── Material to process

//! Tests for `AppError` → HTTP response mapping.
//!
//! These call `IntoResponse` directly on `AppError` values; no server needed.

use axum::http::StatusCode;
use axum::response::IntoResponse;
use http_body_util::BodyExt;
use tba_api::error::AppError;
use tba_core::error::CoreError;
use tba_db::StoreError;

/// Helper: convert an `AppError` into its status code and parsed JSON body.
async fn error_to_response(err: AppError) -> (StatusCode, serde_json::Value) {
    let response = err.into_response();
    let status = response.status();
    let bytes = response.into_body().collect().await.unwrap().to_bytes();
    let json: serde_json::Value = serde_json::from_slice(&bytes).unwrap();
    (status, json)
}

// ---------------------------------------------------------------------------
// Test: CoreError::NotFound maps to 404 with NOT_FOUND code
// ---------------------------------------------------------------------------

#[tokio::test]
async fn not_found_error_returns_404() {
    let err = AppError::Core(CoreError::not_found("Marker", "abc"));

    let (status, json) = error_to_response(err).await;

    assert_eq!(status, StatusCode::NOT_FOUND);
    assert_eq!(json["code"], "NOT_FOUND");
    assert_eq!(json["error"], "Marker with id abc not found");
}

// ---------------------------------------------------------------------------
// Test: guests get the login prompt
// ---------------------------------------------------------------------------

#[tokio::test]
async fn login_required_returns_401() {
    let (status, json) = error_to_response(AppError::login_required()).await;

    assert_eq!(status, StatusCode::UNAUTHORIZED);
    assert_eq!(json["code"], "UNAUTHORIZED");
    assert_eq!(json["error"], "Please login first.");
}

// ---------------------------------------------------------------------------
// Test: CoreError::Validation maps to 400 with VALIDATION_ERROR code
// ---------------------------------------------------------------------------

#[tokio::test]
async fn validation_error_returns_400() {
    let err = AppError::Core(CoreError::Validation("Title is required.".into()));

    let (status, json) = error_to_response(err).await;

    assert_eq!(status, StatusCode::BAD_REQUEST);
    assert_eq!(json["code"], "VALIDATION_ERROR");
    assert_eq!(json["error"], "Title is required.");
}

// ---------------------------------------------------------------------------
// Test: CoreError::Conflict maps to 409 with CONFLICT code
// ---------------------------------------------------------------------------

#[tokio::test]
async fn conflict_error_returns_409() {
    let err = AppError::Core(CoreError::Conflict("This marker is inactive.".into()));

    let (status, json) = error_to_response(err).await;

    assert_eq!(status, StatusCode::CONFLICT);
    assert_eq!(json["code"], "CONFLICT");
    assert_eq!(json["error"], "This marker is inactive.");
}

// ---------------------------------------------------------------------------
// Test: AppError::InternalError maps to 500 and sanitizes the message
// ---------------------------------------------------------------------------

#[tokio::test]
async fn internal_error_returns_500_and_sanitizes_message() {
    let err = AppError::InternalError("anon key abc123 rejected".into());

    let (status, json) = error_to_response(err).await;

    assert_eq!(status, StatusCode::INTERNAL_SERVER_ERROR);
    assert_eq!(json["code"], "INTERNAL_ERROR");
    assert!(
        !json.to_string().contains("abc123"),
        "Internal error response must not leak sensitive details"
    );
    assert_eq!(json["error"], "An internal error occurred");
}

// ---------------------------------------------------------------------------
// Test: row store rejections keep their status and message
// ---------------------------------------------------------------------------

#[tokio::test]
async fn store_policy_rejection_is_shown_verbatim() {
    let err = AppError::Store(StoreError::Api {
        status: 403,
        code: Some("42501".into()),
        message: "new row violates row-level security policy".into(),
    });

    let (status, json) = error_to_response(err).await;

    assert_eq!(status, StatusCode::FORBIDDEN);
    assert_eq!(json["code"], "FORBIDDEN");
    assert_eq!(json["error"], "new row violates row-level security policy");
}

// ---------------------------------------------------------------------------
// Test: unique key violations map to 409
// ---------------------------------------------------------------------------

#[tokio::test]
async fn store_unique_violation_returns_409() {
    let err = AppError::Store(StoreError::Api {
        status: 409,
        code: Some("23505".into()),
        message: "duplicate key value violates unique constraint".into(),
    });

    let (status, json) = error_to_response(err).await;

    assert_eq!(status, StatusCode::CONFLICT);
    assert_eq!(json["code"], "CONFLICT");
}

// ---------------------------------------------------------------------------
// Test: row store outages map to 502
// ---------------------------------------------------------------------------

#[tokio::test]
async fn store_server_error_returns_502() {
    let err = AppError::Store(StoreError::Api {
        status: 503,
        code: None,
        message: "upstream unavailable".into(),
    });

    let (status, json) = error_to_response(err).await;

    assert_eq!(status, StatusCode::BAD_GATEWAY);
    assert_eq!(json["code"], "STORE_ERROR");
}

#[tokio::test]
async fn store_decode_failure_is_sanitized() {
    let decode = serde_json::from_str::<serde_json::Value>("{not json").unwrap_err();
    let err = AppError::Store(StoreError::Decode(decode));

    let (status, json) = error_to_response(err).await;

    assert_eq!(status, StatusCode::BAD_GATEWAY);
    assert_eq!(json["code"], "STORE_UNAVAILABLE");
    assert_eq!(json["error"], "The catalog is unreachable right now. Try again.");
}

────

What you should do → Retype each record exactly, leaving nothing out.

Task result →
//! Tests for `AppError` → HTTP response mapping.
//!
//! These call `IntoResponse` directly on `AppError` values; no server needed.

use axum::http::StatusCode;
use axum::response::IntoResponse;
use http_body_util::BodyExt;
use tba_api::error::AppError;
use tba_core::error::CoreError;
use tba_db::StoreError;

/// Helper: convert an `AppError` into its status code and parsed JSON body.
async fn error_to_response(err: AppError) -> (StatusCode, serde_json::Value) {
    let response = err.into_response();
    let status = response.status();
    let bytes = response.into_body().collect().await.unwrap().to_bytes();
    let json: serde_json::Value = serde_json::from_slice(&bytes).unwrap();
    (status, json)
}

// ---------------------------------------------------------------------------
// Test: CoreError::NotFound maps to 404 with NOT_FOUND code
// ---------------------------------------------------------------------------

#[tokio::test]
async fn not_found_error_returns_404() {
    let err = AppError::Core(CoreError::not_found("Marker", "abc"));

    let (status, json) = error_to_response(err).await;

    assert_eq!(status, StatusCode::NOT_FOUND);
    assert_eq!(json["code"], "NOT_FOUND");
    assert_eq!(json["error"], "Marker with id abc not found");
}

// ---------------------------------------------------------------------------
// Test: guests get the login prompt
// ---------------------------------------------------------------------------

#[tokio::test]
async fn login_required_returns_401() {
    let (status, json) = error_to_response(AppError::login_required()).await;

    assert_eq!(status, StatusCode::UNAUTHORIZED);
    assert_eq!(json["code"], "UNAUTHORIZED");
    assert_eq!(json["error"], "Please login first.");
}

// ---------------------------------------------------------------------------
// Test: CoreError::Validation maps to 400 with VALIDATION_ERROR code
// ---------------------------------------------------------------------------

#[tokio::test]
async fn validation_error_returns_400() {
    let err = AppError::Core(CoreError::Validation("Title is required.".into()));

    let (status, json) = error_to_response(err).await;

    assert_eq!(status, StatusCode::BAD_REQUEST);
    assert_eq!(json["code"], "VALIDATION_ERROR");
    assert_eq!(json["error"], "Title is required.");
}

// ---------------------------------------------------------------------------
// Test: CoreError::Conflict maps to 409 with CONFLICT code
// ---------------------------------------------------------------------------

#[tokio::test]
async fn conflict_error_returns_409() {
    let err = AppError::Core(CoreError::Conflict("This marker is inactive.".into()));

    let (status, json) = error_to_response(err).await;

    assert_eq!(status, StatusCode::CONFLICT);
    assert_eq!(json["code"], "CONFLICT");
    assert_eq!(json["error"], "This marker is inactive.");
}

// ---------------------------------------------------------------------------
// Test: AppError::InternalError maps to 500 and sanitizes the message
// ---------------------------------------------------------------------------

#[tokio::test]
async fn internal_error_returns_500_and_sanitizes_message() {
    let err = AppError::InternalError("anon key abc123 rejected".into());

    let (status, json) = error_to_response(err).await;

    assert_eq!(status, StatusCode::INTERNAL_SERVER_ERROR);
    assert_eq!(json["code"], "INTERNAL_ERROR");
    assert!(
        !json.to_string().contains("abc123"),
        "Internal error response must not leak sensitive details"
    );
    assert_eq!(json["error"], "An internal error occurred");
}

// ---------------------------------------------------------------------------
// Test: row store rejections keep their status and message
// ---------------------------------------------------------------------------

#[tokio::test]
async fn store_policy_rejection_is_shown_verbatim() {
    let err = AppError::Store(StoreError::Api {
        status: 403,
        code: Some("42501".into()),
        message: "new row violates row-level security policy".into(),
    });

    let (status, json) = error_to_response(err).await;

    assert_eq!(status, StatusCode::FORBIDDEN);
    assert_eq!(json["code"], "FORBIDDEN");
    assert_eq!(json["error"], "new row violates row-level security policy");
}

// ---------------------------------------------------------------------------
// Test: unique key violations map to 409
// ---------------------------------------------------------------------------

#[tokio::test]
async fn store_unique_violation_returns_409() {
    let err = AppError::Store(StoreError::Api {
        status: 409,
        code: Some("23505".into()),
        message: "duplicate key value violates unique constraint".into(),
    });

    let (status, json) = error_to_response(err).await;

    assert_eq!(status, StatusCode::CONFLICT);
    assert_eq!(json["code"], "CONFLICT");
}

// ---------------------------------------------------------------------------
// Test: row store outages map to 502
// ---------------------------------------------------------------------------

#[tokio::test]
async fn store_server_error_returns_502() {
    let err = AppError::Store(StoreError::Api {
        status: 503,
        code: None,
        message: "upstream unavailable".into(),
    });

    let (status, json) = error_to_response(err).await;

    assert_eq!(status, StatusCode::BAD_GATEWAY);
    assert_eq!(json["code"], "STORE_ERROR");
}

#[tokio::test]
async fn store_decode_failure_is_sanitized() {
    let decode = serde_json::from_str::<serde_json::Value>("{not json").unwrap_err();
    let err = AppError::Store(StoreError::Decode(decode));

    let (status, json) = error_to_response(err).await;

    assert_eq!(status, StatusCode::BAD_GATEWAY);
    assert_eq!(json["code"], "STORE_UNAVAILABLE");
    assert_eq!(json["error"], "The catalog is unreachable right now. Try again.");
}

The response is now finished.